Articles

Articles

I Will Make a New Covenant

As one thumbs through the Bible, he quickly realizes that it is divided into two major parts, an Old Testament and a New Testament. The word testament means a contract or covenant. This explains why we sometimes hear people refer to the two parts of the Bible as the “Old Covenant” and the “New Covenant.”

The old covenant was a contract made between God and the nation of Israel and was given to Moses on Mount Sinai: “Then the LORD said to Moses, ‘Write these words, for according to the tenor of these words I have made a covenant with you and with Israel.’ So he was there with the LORD forty days and forty nights; he neither ate bread nor drank water. And He wrote on the tablets the words of the covenant, the Ten Commandments” – Exodus 34:28. Note in the passage above that the covenant was made by God with Moses and the nation of Israel. It was never given to any other people. It was a covenant between God and that nation alone.

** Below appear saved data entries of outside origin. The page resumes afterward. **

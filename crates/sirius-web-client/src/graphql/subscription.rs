//! Shared subscription socket.
//!
//! All subscriptions of a client are multiplexed over one WebSocket. The
//! socket is opened by the first subscription, kept while any subscription is
//! active, and closed when the last one ends. A later subscription opens a
//! fresh socket.
//!
//! One background task owns the socket. Callers talk to it through an
//! unbounded command channel; the task routes server messages to each
//! subscription's own channel by id. Dropping the command sender tells the
//! task to close the socket.

use std::collections::{HashMap, HashSet};
use std::pin::Pin;
use std::sync::Arc;
use std::sync::atomic::{AtomicU64, Ordering};
use std::task::{Context, Poll};
use std::time::Duration;

use futures_util::stream::{SplitSink, SplitStream};
use futures_util::{SinkExt, Stream, StreamExt};
use parking_lot::Mutex;
use serde_json::Value;
use tokio::net::TcpStream;
use tokio::sync::mpsc;
use tokio_tungstenite::tungstenite::Message;
use tokio_tungstenite::tungstenite::client::IntoClientRequest;
use tokio_tungstenite::tungstenite::http::{HeaderValue, header::SEC_WEBSOCKET_PROTOCOL};
use tokio_tungstenite::{MaybeTlsStream, WebSocketStream};
use url::Url;

use super::protocol::{ClientMessage, ServerMessage, SubscribePayload, WebSocketProtocol};
use super::request::GraphQLRequest;
use super::response::{GraphQLError, GraphQLResponse};
use crate::error::{ClientError, Result};
use crate::websocket::{ConnectionEvents, ConnectionState, ReconnectConfig};

const TARGET: &str = "sirius_web_client::subscription";

type Socket = WebSocketStream<MaybeTlsStream<TcpStream>>;
type SocketSink = SplitSink<Socket, Message>;
type SocketStream = SplitStream<Socket>;
type EventSender = mpsc::UnboundedSender<Result<GraphQLResponse>>;

/// Settings of the subscription socket.
#[derive(Debug, Clone)]
pub(crate) struct SubscriptionLinkConfig {
    pub url: Url,
    pub protocol: WebSocketProtocol,
    pub init_payload: Option<Value>,
    /// Bounds both the TCP/WebSocket handshake and the wait for `connection_ack`.
    pub connect_timeout: Duration,
    /// Client ping interval; only used by `graphql-transport-ws`.
    pub keep_alive: Option<Duration>,
    /// Longest silence tolerated once the server has sent a `ka`; only used
    /// by `graphql-ws`.
    pub keep_alive_timeout: Option<Duration>,
    /// `None` disables reconnection: a lost socket fails every subscription.
    pub reconnect: Option<ReconnectConfig>,
}

enum Command {
    Subscribe { id: String, payload: SubscribePayload },
    Stop { id: String },
}

struct ActiveSubscription {
    payload: SubscribePayload,
    sender: EventSender,
}

#[derive(Default)]
struct LinkState {
    connection: ConnectionState,
    subscriptions: HashMap<String, ActiveSubscription>,
    /// Present while a socket task is alive.
    commands: Option<mpsc::UnboundedSender<Command>>,
    /// The current socket has been acknowledged.
    ready: bool,
    /// Bumped whenever a socket task is started or retired; stale tasks
    /// compare against it before touching the state.
    generation: u64,
}

impl LinkState {
    /// Detach the running task; it closes its socket once it notices.
    fn retire(&mut self) {
        self.commands = None;
        self.ready = false;
        self.connection = ConnectionState::Disconnected;
        self.generation += 1;
    }
}

struct LinkShared {
    config: SubscriptionLinkConfig,
    state: Mutex<LinkState>,
    next_id: AtomicU64,
    events: ConnectionEvents,
}

/// Handle to the shared subscription socket. Clones share one socket.
#[derive(Clone)]
pub(crate) struct SubscriptionLink {
    shared: Arc<LinkShared>,
}

impl std::fmt::Debug for SubscriptionLink {
    fn fmt(&self, f: &mut std::fmt::Formatter<'_>) -> std::fmt::Result {
        let state = self.shared.state.lock();
        f.debug_struct("SubscriptionLink")
            .field("url", &self.shared.config.url.as_str())
            .field("protocol", &self.shared.config.protocol)
            .field("connection", &state.connection)
            .field("subscriptions", &state.subscriptions.len())
            .finish()
    }
}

It is also noteworthy that it involved more than just the Ten Commandments. “Then the LORD said to Moses, “Come up to Me on the mountain and be there; and I will give you tablets of stone, and the law and commandments which I have written, that you may teach them” – Exodus 24:12. Though the Ten Commandments summarized the requirements of the Law, the details of the Law were quite extensive spanning the books of Exodus through Deuteronomy. God instructed Moses to teach it to Israel so that they might learn to turn away from sin, live godly lives, and be a holy nation. “Now therefore, if you will indeed obey My voice and keep My covenant, then you shall be a special treasure to Me above all people; for all the earth is Mine. And you shall be to Me a kingdom of priests and a holy nation. These are the words which you shall speak to the children of Israel” – Exodus 19:5-6.

Thus the Law and the Ten Commandments were given by God to create a special and holy nation. But He did not intend for His law to continue forever.  “Behold, the days are coming, says the LORD, when I will make a new covenant with the house of Israel and with the house of Judah – not according to the covenant that I made with their fathers in the day that I took them by the hand to lead them out of the land of Egypt…” – Jeremiah 31:31-32.

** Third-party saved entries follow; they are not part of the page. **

//! GraphQL operations against a Sirius Web server.
//!
//! - Queries and mutations: one authenticated HTTP POST each
//! - Subscriptions: multiplexed over one shared, lazily opened WebSocket
//!   that reconnects and resubscribes on its own
//! - Routing by the document's main definition, not by which method was called
//! - Optional in-memory response cache, bypassed by default
//!
//! # Example
//!
//! ```ignore
//! use sirius_web_client::graphql::{GraphQLRequest, create_client};
//! use sirius_web_client::CredentialHeader;
//!
//! let client = create_client(
//!     "https://sirius.example.com/api/graphql",
//!     "wss://sirius.example.com/subscriptions",
//!     CredentialHeader::basic("system", "012345678910"),
//! )?;
//!
//! let request = GraphQLRequest::new(r#"
//!     query Project($id: ID!) {
//!         viewer { project(projectId: $id) { name } }
//!     }
//! "#)
//! .variable("id", "a4f1...");
//! let viewer: serde_json::Value = client.query(request).await?.field("viewer")?;
//! ```
//!
//! # Subscriptions
//!
//! ```ignore
//! let mut events = client.subscribe(GraphQLRequest::new(
//!     "subscription Events($input: ProjectEventInput!) { projectEvent(input: $input) { __typename } }",
//! ))?;
//!
//! while let Some(event) = events.next().await {
//!     match event {
//!         Ok(response) => println!("{:?}", response.data),
//!         Err(e) => eprintln!("subscription failed: {e}"),
//!     }
//! }
//! ```

mod cache;
mod client;
pub mod document;
mod protocol;
mod request;
mod response;
mod subscription;
mod watch;

pub use cache::{DefaultOptions, FetchPolicy, ResponseCache};
pub use client::{
    ClientConfiguration, Execution, GraphQLClient, HTTP_PATH, WS_PATH, create_client,
};
pub use document::{MainDefinition, Transport, main_definition, select_transport};
pub use protocol::WebSocketProtocol;
pub use request::{GraphQLRequest, OperationType};
pub use response::{GraphQLError, GraphQLLocation, GraphQLResponse, PathSegment};
pub use subscription::SubscriptionStream;
pub use watch::QueryWatcher;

God intended for His first covenant to last only until the time of Christ. “Now to Abraham and his Seed were the promises made. He does not say, ‘And to seeds,’ as of many, but as of one, ‘And to your Seed,’ who is Christ… What purpose then does the law serve? It was added because of transgressions, till the Seed should come to whom the promise was made; and it was appointed through angels by the hand of a mediator” – Galatians 3:16-19.Thus the Law was fulfilled and removed when Christ died on the cross – Ephesians 2:13-16; Colossians 2:13-14.

Upon Christ’s death, the new covenant went into effect. “And for this reason He is the Mediator of the new covenant, by means of death, for the redemption of the transgressions under the first covenant, that those who are called may receive the promise of the eternal inheritance. For where there is a testament, there must also of necessity be the death of the testator. For a testament is in force after men are dead, since it has no power at all while the testator lives” – Hebrews 9:15-17.

We are now under God’s new covenant. It is far superior to the covenant given to Israel. “But now He has obtained a more excellent ministry, inasmuch as He is also Mediator of a better covenant, which was established on better promises” – Hebrews 8:6. By this covenant we have actual and immediate forgiveness by the blood of Christ. “For I will be merciful to their unrighteousness, and their sins and their lawless deeds I will remember no more” – Hebrews 8:12.

Let us not therefore appeal to the old covenant to serve God today. It was never given to us. It was for the Jews alone and was to last only till the time of Christ. He is the One who has shed His blood to make the new covenant possible. He is the One whom we are to obey today – Matthew 17:1-5.